*** Opening AVAILABLE DATA ***

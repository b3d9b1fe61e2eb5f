//! rollcalld - The rollcall background service
//!
//! Wires together:
//! - Configuration loading
//! - Evidence store and attendance logs
//! - Command-backed capture and detection
//! - The period scheduler
//! - IPC server

mod handlers;

use anyhow::{Context, Result};
use clap::Parser;
use rollcall_api::{ClientRole, Command, Event, EventPayload, Request};
use rollcall_config::{load_config, Config};
use rollcall_core::{
    CaptureOrchestrator, Collaborators, CoreEvent, PeriodRegistry, Scheduler, SchedulerHandle,
    Ticker,
};
use rollcall_host_linux::{CommandCapture, CommandDetector};
use rollcall_ipc::{IpcServer, ServerMessage};
use rollcall_store::{
    AttendanceLog, CsvAttendanceLog, FanoutLog, FileEvidenceStore, SqliteAttendanceLog,
};
use rollcall_util::{default_config_path, ClientId};
use std::path::PathBuf;
use std::sync::Arc;
use tokio::signal::unix::{signal, SignalKind};
use tokio::sync::broadcast::{self, error::RecvError};
use tracing::{debug, error, info, warn};
use tracing_subscriber::EnvFilter;

use crate::handlers::{handle_command, CommandContext};

/// rollcalld - Scheduled attendance capture and verification
#[derive(Parser, Debug)]
#[command(name = "rollcalld")]
#[command(about = "Scheduled attendance capture and headcount verification", long_about = None)]
struct Args {
    /// Configuration file path (default: ~/.config/rollcall/config.toml)
    #[arg(short, long, default_value_os_t = default_config_path())]
    config: PathBuf,

    /// Socket path override (or set ROLLCALL_SOCKET env var)
    #[arg(short, long, env = "ROLLCALL_SOCKET")]
    socket: Option<PathBuf>,

    /// Data directory override (or set ROLLCALL_DATA_DIR env var)
    #[arg(short, long, env = "ROLLCALL_DATA_DIR")]
    data_dir: Option<PathBuf>,

    /// Log level
    #[arg(short, long, default_value = "info")]
    log_level: String,

    /// Emit logs as JSON lines
    #[arg(long)]
    json_logs: bool,
}

/// Main service state
struct Service {
    ticker: Ticker<Scheduler>,
    core_events: broadcast::Receiver<CoreEvent>,
    ipc: Arc<IpcServer>,
    history: Arc<dyn AttendanceLog>,
}

impl Service {
    async fn new(args: &Args) -> Result<Self> {
        let config = load_config(&args.config)
            .with_context(|| format!("Failed to load config from {:?}", args.config))?;

        info!(
            config_path = %args.config.display(),
            mode = %config.verification.mode,
            student_count = config.verification.student_count,
            periods = config.periods.len(),
            "Configuration loaded"
        );

        let socket_path = args
            .socket
            .clone()
            .unwrap_or_else(|| config.service.socket_path.clone());

        let data_dir = args
            .data_dir
            .clone()
            .unwrap_or_else(|| config.service.data_dir.clone());

        std::fs::create_dir_all(&data_dir)
            .with_context(|| format!("Failed to create data directory {:?}", data_dir))?;

        let db_path = data_dir.join("attendance.db");
        let history = Arc::new(
            SqliteAttendanceLog::open(&db_path)
                .with_context(|| format!("Failed to open database {:?}", db_path))?,
        );
        info!(db_path = %db_path.display(), "Attendance history opened");

        let collaborators = collaborators(&config, history.clone());
        let registry = PeriodRegistry::new(&config.periods).context("Invalid timetable")?;
        let orchestrator =
            CaptureOrchestrator::new(registry, config.verification, collaborators)
                .context("Failed to initialize orchestrator")?;

        let scheduler = Scheduler::new(orchestrator);
        let core_events = scheduler.subscribe();
        let ticker = Ticker::new(scheduler);

        let mut ipc = IpcServer::new(&socket_path);
        ipc.start()
            .await
            .with_context(|| format!("Failed to bind socket {:?}", socket_path))?;

        Ok(Self {
            ticker,
            core_events,
            ipc: Arc::new(ipc),
            history,
        })
    }

    async fn run(mut self) -> Result<()> {
        let commands = self.ticker.start().context("Failed to start scheduler")?;
        let ctx = CommandContext {
            scheduler: SchedulerHandle::new(commands),
            history: self.history.clone(),
        };

        let mut ipc_messages = self
            .ipc
            .take_message_receiver()
            .await
            .context("IPC message receiver already taken")?;

        let ipc_accept = self.ipc.clone();
        tokio::spawn(async move {
            if let Err(e) = ipc_accept.run().await {
                error!(error = %e, "IPC server error");
            }
        });

        let mut sigterm =
            signal(SignalKind::terminate()).context("Failed to create SIGTERM handler")?;
        let mut sigint =
            signal(SignalKind::interrupt()).context("Failed to create SIGINT handler")?;
        let mut sighup =
            signal(SignalKind::hangup()).context("Failed to create SIGHUP handler")?;

        info!("Service running");

        loop {
            tokio::select! {
                _ = sigterm.recv() => {
                    info!("Received SIGTERM, shutting down gracefully");
                    break;
                }
                _ = sigint.recv() => {
                    info!("Received SIGINT, shutting down gracefully");
                    break;
                }
                _ = sighup.recv() => {
                    info!("Received SIGHUP, shutting down gracefully");
                    break;
                }

                event = self.core_events.recv() => match event {
                    Ok(event) => forward_core_event(&self.ipc, event),
                    Err(RecvError::Lagged(skipped)) => {
                        warn!(skipped, "Event forwarding fell behind");
                    }
                    Err(RecvError::Closed) => {
                        error!("Scheduler stopped unexpectedly");
                        break;
                    }
                },

                Some(msg) = ipc_messages.recv() => {
                    handle_ipc_message(&ctx, &self.ipc, msg);
                }
            }
        }

        info!("Shutting down rollcalld");

        self.ipc.broadcast_event(Event::new(EventPayload::Shutdown));
        if let Err(e) = self.ticker.stop().await {
            warn!(error = %e, "Scheduler did not stop cleanly");
        }
        self.ipc.shutdown();

        info!("Shutdown complete");
        Ok(())
    }
}

fn collaborators(config: &Config, history: Arc<SqliteAttendanceLog>) -> Collaborators {
    let csv = Arc::new(CsvAttendanceLog::new(&config.save_path));
    let logs: Vec<Arc<dyn AttendanceLog>> = vec![history, csv];

    Collaborators {
        capture: Arc::new(CommandCapture::new(
            config.capture_command.clone(),
            config.monitor_id,
        )),
        detector: Arc::new(CommandDetector::new(config.detector_command.clone())),
        evidence: Arc::new(FileEvidenceStore::new(&config.save_path)),
        log: Arc::new(FanoutLog::new(logs)),
    }
}

fn forward_core_event(ipc: &IpcServer, event: CoreEvent) {
    match &event {
        CoreEvent::AttemptFinished(summary) => {
            debug!(period = %summary.period, success = summary.result.is_success(), "Forwarding attempt result");
        }
        CoreEvent::StorageFault { period, kind, .. } => {
            warn!(period = %period, kind = %kind, "Storage fault needs operator attention");
        }
        _ => {}
    }

    ipc.broadcast_event(Event::new(event.into()));
}

fn handle_ipc_message(ctx: &CommandContext, ipc: &Arc<IpcServer>, msg: ServerMessage) {
    match msg {
        ServerMessage::Request {
            client_id,
            role,
            request,
        } => {
            // Retries can take as long as a capture and detection; keep the loop free
            tokio::spawn(respond(ctx.clone(), ipc.clone(), client_id, role, request));
        }

        ServerMessage::ClientConnected { client_id, info } => {
            debug!(client_id = %client_id, role = ?info.role, uid = ?info.uid, "Client registered");
        }

        ServerMessage::ClientDisconnected { client_id } => {
            debug!(client_id = %client_id, "Client disconnected");
        }
    }
}

async fn respond(
    ctx: CommandContext,
    ipc: Arc<IpcServer>,
    client_id: ClientId,
    role: ClientRole,
    request: Request,
) {
    let subscribing = matches!(request.command, Command::SubscribeEvents);
    let response = handle_command(&ctx, &client_id, role, request.request_id, request.command).await;

    if let Err(e) = ipc.send_response(&client_id, response).await {
        debug!(client_id = %client_id, error = %e, "Could not deliver response");
        return;
    }

    // New subscribers start from a full snapshot
    if subscribing {
        match ctx.scheduler.snapshot().await {
            Ok(snapshot) => {
                let event = Event::new(EventPayload::StateChanged(snapshot));
                let _ = ipc.send_event(&client_id, &event).await;
            }
            Err(e) => warn!(error = %e, "Could not send initial snapshot"),
        }
    }
}

#[tokio::main]
async fn main() -> Result<()> {
    let args = Args::parse();

    let filter =
        EnvFilter::try_from_default_env().unwrap_or_else(|_| EnvFilter::new(&args.log_level));

    if args.json_logs {
        tracing_subscriber::fmt()
            .json()
            .with_env_filter(filter)
            .with_target(true)
            .init();
    } else {
        tracing_subscriber::fmt()
            .with_env_filter(filter)
            .with_target(true)
            .init();
    }

    info!(version = env!("CARGO_PKG_VERSION"), "rollcalld starting");

    if rollcall_util::is_mock_time_active() {
        warn!(now = %rollcall_util::now(), "Mock time is active");
    }

    let service = Service::new(&args).await?;
    service.run().await
}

*** Closing AVAILABLE DATA ***

§ TASK REQUIREMENTS: Copy each line of the data that contains the word "summary".

§ WRITTEN SOLUTION:
        CoreEvent::AttemptFinished(summary) => {
            debug!(period = %summary.period, success = summary.result.is_success(), "Forwarding attempt result");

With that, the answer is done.